§ **Task to carry out**:
Lines with the word "InMemoryReviewService" are the answer; copy each of them from the data below.

───── Given information

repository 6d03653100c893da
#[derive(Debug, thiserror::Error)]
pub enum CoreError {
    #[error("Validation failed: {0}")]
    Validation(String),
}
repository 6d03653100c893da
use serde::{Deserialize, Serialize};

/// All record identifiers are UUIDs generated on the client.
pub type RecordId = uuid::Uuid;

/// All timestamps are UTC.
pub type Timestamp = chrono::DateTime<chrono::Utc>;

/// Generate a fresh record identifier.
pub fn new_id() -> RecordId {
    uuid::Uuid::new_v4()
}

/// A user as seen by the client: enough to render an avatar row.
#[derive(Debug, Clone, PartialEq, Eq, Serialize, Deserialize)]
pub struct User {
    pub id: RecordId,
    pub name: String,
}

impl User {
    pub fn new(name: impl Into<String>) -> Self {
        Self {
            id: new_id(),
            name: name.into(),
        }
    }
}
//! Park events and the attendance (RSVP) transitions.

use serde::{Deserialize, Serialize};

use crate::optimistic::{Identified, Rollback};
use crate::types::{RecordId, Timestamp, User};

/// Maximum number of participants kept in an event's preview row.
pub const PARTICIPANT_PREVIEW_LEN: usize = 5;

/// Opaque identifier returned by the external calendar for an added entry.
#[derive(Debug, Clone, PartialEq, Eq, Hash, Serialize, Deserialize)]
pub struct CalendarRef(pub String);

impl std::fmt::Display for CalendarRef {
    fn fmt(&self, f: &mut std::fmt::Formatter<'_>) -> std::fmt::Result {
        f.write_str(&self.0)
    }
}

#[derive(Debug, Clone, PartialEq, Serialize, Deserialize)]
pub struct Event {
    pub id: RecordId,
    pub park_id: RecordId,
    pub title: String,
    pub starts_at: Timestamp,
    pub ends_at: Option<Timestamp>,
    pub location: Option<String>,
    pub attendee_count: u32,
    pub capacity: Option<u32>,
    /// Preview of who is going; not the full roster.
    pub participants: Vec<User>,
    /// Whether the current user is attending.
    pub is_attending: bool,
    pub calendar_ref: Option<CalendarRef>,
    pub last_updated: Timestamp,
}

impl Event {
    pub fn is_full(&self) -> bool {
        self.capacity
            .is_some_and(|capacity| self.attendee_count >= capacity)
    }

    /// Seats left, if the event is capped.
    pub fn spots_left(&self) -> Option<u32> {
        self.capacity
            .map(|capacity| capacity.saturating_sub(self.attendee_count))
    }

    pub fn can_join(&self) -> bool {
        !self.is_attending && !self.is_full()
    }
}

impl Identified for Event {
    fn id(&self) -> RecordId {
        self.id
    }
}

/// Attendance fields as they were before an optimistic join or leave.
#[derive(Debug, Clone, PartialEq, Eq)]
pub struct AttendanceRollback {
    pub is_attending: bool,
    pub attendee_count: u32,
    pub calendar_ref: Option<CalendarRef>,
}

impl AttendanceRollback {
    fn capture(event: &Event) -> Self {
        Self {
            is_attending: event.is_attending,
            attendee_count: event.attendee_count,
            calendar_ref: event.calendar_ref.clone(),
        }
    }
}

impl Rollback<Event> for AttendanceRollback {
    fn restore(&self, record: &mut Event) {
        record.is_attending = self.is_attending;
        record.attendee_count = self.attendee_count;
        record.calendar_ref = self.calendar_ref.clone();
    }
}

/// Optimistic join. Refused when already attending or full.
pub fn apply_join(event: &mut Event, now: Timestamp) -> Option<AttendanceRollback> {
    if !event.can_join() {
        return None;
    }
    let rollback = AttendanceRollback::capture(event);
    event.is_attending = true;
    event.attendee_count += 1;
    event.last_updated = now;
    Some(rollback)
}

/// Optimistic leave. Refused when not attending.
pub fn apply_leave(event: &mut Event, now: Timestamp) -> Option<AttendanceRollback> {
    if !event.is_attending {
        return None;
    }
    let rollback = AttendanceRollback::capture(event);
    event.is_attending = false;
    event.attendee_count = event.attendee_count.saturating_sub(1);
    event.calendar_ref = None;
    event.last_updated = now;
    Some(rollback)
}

──────────
───── Given information

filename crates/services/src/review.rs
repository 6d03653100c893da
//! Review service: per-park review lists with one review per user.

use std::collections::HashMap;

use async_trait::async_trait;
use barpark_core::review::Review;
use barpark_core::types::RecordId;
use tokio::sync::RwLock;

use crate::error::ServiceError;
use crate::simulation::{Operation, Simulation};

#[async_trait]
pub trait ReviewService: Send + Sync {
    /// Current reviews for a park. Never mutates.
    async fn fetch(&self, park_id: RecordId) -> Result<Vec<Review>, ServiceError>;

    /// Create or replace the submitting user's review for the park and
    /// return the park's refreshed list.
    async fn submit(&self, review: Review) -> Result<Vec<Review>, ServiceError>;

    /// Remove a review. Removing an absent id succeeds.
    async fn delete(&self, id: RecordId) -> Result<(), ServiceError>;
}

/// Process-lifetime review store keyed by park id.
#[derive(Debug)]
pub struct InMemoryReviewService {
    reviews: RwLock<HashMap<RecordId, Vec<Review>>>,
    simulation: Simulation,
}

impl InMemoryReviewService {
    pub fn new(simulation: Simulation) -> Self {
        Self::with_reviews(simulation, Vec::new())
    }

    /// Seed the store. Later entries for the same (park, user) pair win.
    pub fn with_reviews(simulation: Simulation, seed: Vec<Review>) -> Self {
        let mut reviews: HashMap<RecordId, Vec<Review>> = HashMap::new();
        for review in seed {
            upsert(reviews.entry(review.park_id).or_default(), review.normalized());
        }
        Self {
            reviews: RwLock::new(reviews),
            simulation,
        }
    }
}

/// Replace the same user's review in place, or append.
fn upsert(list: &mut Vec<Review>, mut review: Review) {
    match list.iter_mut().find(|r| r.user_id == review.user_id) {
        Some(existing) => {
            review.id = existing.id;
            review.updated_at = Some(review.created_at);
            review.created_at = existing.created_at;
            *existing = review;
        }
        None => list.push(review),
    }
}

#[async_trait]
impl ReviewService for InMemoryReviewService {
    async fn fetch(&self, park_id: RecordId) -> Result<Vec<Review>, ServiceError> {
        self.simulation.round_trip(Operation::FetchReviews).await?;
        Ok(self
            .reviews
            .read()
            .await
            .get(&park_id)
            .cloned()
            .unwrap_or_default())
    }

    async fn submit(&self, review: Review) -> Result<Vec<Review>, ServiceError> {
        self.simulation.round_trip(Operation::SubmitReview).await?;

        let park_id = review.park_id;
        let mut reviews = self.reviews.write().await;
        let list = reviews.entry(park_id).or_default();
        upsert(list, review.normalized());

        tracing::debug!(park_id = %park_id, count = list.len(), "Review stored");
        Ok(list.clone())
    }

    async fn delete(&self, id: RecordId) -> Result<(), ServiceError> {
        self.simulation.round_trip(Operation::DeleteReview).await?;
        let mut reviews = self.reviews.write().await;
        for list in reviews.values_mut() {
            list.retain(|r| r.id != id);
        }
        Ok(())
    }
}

──────────

§ **Solved exercise**:
pub struct InMemoryReviewService {
impl InMemoryReviewService {
impl ReviewService for InMemoryReviewService {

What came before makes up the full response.